● **What to work on**
Please filter the entries and return only the lines that include "malformed".

........

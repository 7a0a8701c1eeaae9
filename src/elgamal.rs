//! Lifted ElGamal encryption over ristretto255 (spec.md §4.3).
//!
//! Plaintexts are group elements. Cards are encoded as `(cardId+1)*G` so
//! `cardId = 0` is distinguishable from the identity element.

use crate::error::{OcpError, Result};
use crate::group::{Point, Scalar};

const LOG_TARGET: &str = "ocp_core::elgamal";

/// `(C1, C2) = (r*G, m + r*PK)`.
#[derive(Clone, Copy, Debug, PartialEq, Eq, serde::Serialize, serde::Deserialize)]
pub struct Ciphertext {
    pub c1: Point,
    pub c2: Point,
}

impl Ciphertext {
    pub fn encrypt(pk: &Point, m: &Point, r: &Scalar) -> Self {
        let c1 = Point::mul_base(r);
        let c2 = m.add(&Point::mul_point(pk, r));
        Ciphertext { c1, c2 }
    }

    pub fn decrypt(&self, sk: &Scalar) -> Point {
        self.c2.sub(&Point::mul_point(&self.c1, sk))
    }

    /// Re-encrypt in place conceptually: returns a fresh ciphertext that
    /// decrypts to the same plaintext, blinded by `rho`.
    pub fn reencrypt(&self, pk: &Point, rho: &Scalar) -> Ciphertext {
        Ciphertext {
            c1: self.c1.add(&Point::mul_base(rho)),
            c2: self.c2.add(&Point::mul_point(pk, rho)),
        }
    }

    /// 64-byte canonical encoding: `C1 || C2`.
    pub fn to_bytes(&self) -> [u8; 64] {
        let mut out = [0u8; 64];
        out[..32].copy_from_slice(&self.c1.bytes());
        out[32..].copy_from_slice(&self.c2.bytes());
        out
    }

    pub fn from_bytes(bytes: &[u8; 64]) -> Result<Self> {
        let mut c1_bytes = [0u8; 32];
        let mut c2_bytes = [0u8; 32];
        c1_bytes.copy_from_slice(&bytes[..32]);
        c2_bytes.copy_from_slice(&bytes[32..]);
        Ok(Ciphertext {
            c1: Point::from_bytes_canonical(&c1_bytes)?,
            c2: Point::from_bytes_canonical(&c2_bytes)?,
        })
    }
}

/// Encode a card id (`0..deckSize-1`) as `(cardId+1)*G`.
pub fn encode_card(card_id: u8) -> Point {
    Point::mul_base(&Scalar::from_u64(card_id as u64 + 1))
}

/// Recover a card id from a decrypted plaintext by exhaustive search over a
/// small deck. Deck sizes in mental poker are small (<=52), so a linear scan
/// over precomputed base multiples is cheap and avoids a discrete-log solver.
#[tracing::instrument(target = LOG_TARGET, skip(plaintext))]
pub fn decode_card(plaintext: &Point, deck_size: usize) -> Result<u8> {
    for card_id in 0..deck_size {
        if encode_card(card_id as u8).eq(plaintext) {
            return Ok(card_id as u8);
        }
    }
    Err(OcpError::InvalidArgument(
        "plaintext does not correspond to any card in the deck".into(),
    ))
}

........

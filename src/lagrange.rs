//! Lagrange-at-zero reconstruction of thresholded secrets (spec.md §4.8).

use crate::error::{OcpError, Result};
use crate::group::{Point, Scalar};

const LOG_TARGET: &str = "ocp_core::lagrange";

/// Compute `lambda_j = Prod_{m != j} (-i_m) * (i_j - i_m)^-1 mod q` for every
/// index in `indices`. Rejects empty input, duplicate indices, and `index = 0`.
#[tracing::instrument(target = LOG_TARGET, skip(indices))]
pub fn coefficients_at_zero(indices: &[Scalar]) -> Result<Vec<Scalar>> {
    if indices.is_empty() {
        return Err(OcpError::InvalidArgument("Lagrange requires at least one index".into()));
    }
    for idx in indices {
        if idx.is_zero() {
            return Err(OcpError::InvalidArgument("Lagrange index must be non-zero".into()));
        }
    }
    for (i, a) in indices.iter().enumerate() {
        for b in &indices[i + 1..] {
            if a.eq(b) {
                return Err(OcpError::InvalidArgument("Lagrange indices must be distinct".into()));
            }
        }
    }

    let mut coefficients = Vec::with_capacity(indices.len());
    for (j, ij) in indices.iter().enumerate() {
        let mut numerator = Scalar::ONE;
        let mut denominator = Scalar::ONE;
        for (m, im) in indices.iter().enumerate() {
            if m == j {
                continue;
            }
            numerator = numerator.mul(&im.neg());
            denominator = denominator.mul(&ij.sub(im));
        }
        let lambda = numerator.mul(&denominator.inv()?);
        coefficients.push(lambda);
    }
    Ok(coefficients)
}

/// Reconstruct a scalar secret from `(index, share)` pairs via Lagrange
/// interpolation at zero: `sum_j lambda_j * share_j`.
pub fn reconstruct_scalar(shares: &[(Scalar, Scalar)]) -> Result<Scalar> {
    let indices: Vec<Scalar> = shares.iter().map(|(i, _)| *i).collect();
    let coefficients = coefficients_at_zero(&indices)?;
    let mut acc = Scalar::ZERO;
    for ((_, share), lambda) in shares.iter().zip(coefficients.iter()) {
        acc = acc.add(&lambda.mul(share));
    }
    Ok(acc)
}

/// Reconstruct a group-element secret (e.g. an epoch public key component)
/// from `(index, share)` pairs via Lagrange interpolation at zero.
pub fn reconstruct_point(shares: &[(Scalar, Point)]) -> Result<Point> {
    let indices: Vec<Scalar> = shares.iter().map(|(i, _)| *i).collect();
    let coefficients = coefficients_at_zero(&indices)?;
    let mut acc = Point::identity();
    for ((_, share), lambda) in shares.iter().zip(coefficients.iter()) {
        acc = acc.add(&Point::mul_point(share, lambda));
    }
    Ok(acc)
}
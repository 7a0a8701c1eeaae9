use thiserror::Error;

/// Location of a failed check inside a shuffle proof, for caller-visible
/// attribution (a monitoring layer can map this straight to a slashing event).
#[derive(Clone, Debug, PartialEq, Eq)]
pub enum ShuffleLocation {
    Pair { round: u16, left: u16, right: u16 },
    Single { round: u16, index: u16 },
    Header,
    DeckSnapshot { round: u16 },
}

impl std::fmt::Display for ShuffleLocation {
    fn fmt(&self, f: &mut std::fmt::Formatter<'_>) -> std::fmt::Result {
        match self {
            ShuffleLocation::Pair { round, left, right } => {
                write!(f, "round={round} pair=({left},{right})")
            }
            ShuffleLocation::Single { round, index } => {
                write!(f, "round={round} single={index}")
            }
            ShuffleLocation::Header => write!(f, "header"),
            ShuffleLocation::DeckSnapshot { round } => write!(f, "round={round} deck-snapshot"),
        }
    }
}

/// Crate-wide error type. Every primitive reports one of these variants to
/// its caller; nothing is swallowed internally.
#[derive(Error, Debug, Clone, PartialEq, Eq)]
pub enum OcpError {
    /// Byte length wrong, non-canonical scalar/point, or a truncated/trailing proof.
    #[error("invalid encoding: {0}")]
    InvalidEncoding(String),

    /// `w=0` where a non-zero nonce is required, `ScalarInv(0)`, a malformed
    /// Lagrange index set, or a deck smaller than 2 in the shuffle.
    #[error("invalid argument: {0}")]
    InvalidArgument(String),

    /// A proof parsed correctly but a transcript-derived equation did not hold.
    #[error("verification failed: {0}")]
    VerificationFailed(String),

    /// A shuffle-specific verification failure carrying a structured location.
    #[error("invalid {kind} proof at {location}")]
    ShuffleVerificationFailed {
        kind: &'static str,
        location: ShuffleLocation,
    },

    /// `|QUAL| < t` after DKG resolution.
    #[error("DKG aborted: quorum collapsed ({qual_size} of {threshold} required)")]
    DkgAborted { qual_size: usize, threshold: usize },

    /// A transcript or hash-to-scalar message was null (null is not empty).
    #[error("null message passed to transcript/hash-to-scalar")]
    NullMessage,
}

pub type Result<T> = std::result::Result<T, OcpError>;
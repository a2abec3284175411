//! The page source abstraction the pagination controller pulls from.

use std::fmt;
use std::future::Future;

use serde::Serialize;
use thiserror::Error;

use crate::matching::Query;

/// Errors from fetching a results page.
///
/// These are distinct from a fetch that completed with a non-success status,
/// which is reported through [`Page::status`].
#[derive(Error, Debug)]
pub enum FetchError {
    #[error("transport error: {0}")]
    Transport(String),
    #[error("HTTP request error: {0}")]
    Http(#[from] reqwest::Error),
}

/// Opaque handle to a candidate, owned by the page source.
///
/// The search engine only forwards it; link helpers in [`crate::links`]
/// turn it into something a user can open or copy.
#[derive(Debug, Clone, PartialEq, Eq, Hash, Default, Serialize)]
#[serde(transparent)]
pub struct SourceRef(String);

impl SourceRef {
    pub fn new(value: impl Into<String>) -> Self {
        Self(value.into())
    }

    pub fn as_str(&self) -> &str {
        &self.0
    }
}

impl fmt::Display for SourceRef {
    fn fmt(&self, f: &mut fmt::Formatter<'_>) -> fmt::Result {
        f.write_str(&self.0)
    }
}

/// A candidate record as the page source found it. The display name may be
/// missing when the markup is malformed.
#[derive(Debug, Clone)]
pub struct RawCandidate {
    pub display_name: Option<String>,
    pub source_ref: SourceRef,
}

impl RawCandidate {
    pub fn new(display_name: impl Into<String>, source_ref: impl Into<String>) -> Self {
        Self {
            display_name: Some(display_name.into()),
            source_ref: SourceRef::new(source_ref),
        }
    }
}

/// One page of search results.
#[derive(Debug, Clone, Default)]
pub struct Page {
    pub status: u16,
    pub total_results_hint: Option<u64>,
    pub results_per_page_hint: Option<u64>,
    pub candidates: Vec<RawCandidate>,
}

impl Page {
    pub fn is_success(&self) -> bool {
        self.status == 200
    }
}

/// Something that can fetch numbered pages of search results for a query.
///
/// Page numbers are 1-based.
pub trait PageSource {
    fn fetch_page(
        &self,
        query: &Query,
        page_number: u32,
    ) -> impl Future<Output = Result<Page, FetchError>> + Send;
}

........

● **Written answer**
    /// `w=0` where a non-zero nonce is required, `ScalarInv(0)`, a malformed
/// missing when the markup is malformed.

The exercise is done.